J’étais seule dans mon appartement. Une chanson mélodieuse me revenait. J’entendais comme au loin un prénom : Étienne. Un seul mot qui se répétait trois fois dans ma tête « Étienne, Étienne, Étienne ». Je cédais à la tentation de l’écouter. Je tapais sur mon clavier ce prénom si prometteur. Apparu alors la version de Chris (anciennement Christine and The Queens). Elle l’interprétait en live sur France Inter. Je découvrais une voix douce, celle d’un ange tombé du ciel.
C’était extrêmement paradoxal de voir une gueule d’ange interpréter un morceau si suave. « Au ralenti, je soulève les interdits » disait-elle. Les paroles que Chris interprétait lui collaient à la peau. Elle qui admirait la langue française, jouant avec, incarnait cette chanson à merveille. « Reste allongé, je vais te rallumer » poursuivait-elle.
Je poursuivais mes recherches quand tout à coup YouTube me suggéra « Étienne d’Afida Turner ». Je restais interloquais. Afida Turner, cette femme indomptable à dans sa folle vie, a interprété cette chanson ? Attirée par un malin plaisir je cliquais. Je tombais des nues. Trois cliquetis introduisent la chanson, accompagnés par un battement tonique. S’invite alors un piano au son grave. La voix d’Afida Turner se réveille alors, une vraie tigresse. Elle se met à émettre des sons à la fois aiguës et graves et à chanter ce prénom qui m’obsède : Étienne. Elle commence : « Étienne, Étienne, Étienne. Baiser salé, sali, tombé le long du lit ». J’imagine une scène : obscurité intense, draps blancs en pagaille. « Au ralenti, je soulève les interdits » continue-t-elle.
Une telle métaphore reste gravée en moi. Je ressens jusque dans mon sang battre la langue de Molière. Afida transmet à la perfection un sentiment démesurément libertin. « Affolé, affolant », je suis sous l’emprise d’une chanson qui me fit tressaillir. Je goûte moi aussi à l’after beat, et j’y reviens, comme une addiction. « Reste allongé, je vais te rallumer » indique-t-elle. De sa voix, elle sort les griffes. Je songe alors : et si Étienne se transformait en « Et tienne ? ». Intérieurement, je brûler d’envie d’être celle.
Je voulais rencontrer cet Étienne mal léché, alléchant. Comme par magie, Afida ressent ce que je ressens : « Je me sens étourdie » dit-elle. Mon cœur bat, mes jambes tremblent, ma voix chante. J’entendais la guitare électrique dont le son glissait sur ma peau. « Si je te mords et encore et encore ». J’imaginais une scène suave, un souffle chaud dans le dos, deux corps à corps d’une nudité pure.
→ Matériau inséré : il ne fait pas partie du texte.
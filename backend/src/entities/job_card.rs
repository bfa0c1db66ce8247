use sea_orm::entity::prelude::*;
use serde::{Deserialize, Serialize};

#[derive(Clone, Debug, PartialEq, DeriveEntityModel, Serialize, Deserialize)]
#[sea_orm(table_name = "job_cards")]
#[serde(rename_all = "camelCase")]
pub struct Model {
    #[sea_orm(primary_key)]
    pub jobcard_id: i32,
    #[sea_orm(indexed)]
    pub trainset_id: i32,
    #[sea_orm(column_type = "Text")]
    pub description: String,              // Free text, keyword-classified for patterns
    pub status: String,                   // Open, InProgress, Closed
    pub raised_date: DateTime,
    pub closed_date: Option<DateTime>,    // Set when the card is closed
    pub created_at: DateTime,
    pub updated_at: DateTime,
}

#[derive(Copy, Clone, Debug, EnumIter, DeriveRelation)]
pub enum Relation {
    #[sea_orm(
        belongs_to = "super::trainset::Entity",
        from = "Column::TrainsetId",
        to = "super::trainset::Column::TrainsetId"
    )]
    Trainset,
}

impl Related<super::trainset::Entity> for Entity {
    fn to() -> RelationDef {
        Relation::Trainset.def()
    }
}

impl ActiveModelBehavior for ActiveModel {}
La voix d’Afida se déchaîne, elle monte à son paroxysme. « Il aime à la folie ».
En effet. Je connaissais la chanson sur le bout des doigts. Je faisais corps avec elle. Etienne m’avait sous son emprise, charmé. Mon corps parlait de lui-même, affolé par cet effet sonore, d’une puissance inimaginable. Aussi, pensais-je le meilleur moyen de résister à la tentation c’est d’y céder.
Je me demandais enfin, comment Guesch Patti avait pu donner naissance à une chanson si enivrante. C’était un chef-d’œuvre, un désir sublimé en chanson, des paroles sensuelles, une imagination qui bouillonnait de plaisir. Une folie que l’on a envie de vivre, un Etienne que l’on rêve de connaître, un fantasme à jamais inassouvi mais des paroles qui restent gravées dans la peau par un corps-à-corps au rythme endiablé. L’auteur a grâce à cette chanson, fait, une poésie. Etienne est une ode au romantisme français. Elle incarne un imaginaire tant désiré, emploie des mots d’une douceur exquise pour nous transporter dans un voyage alléchant. L’incarnation de cette chanson par la voix rauque d’Afida Turner met l’art à son paroxysme. Un vrai délice mélodique.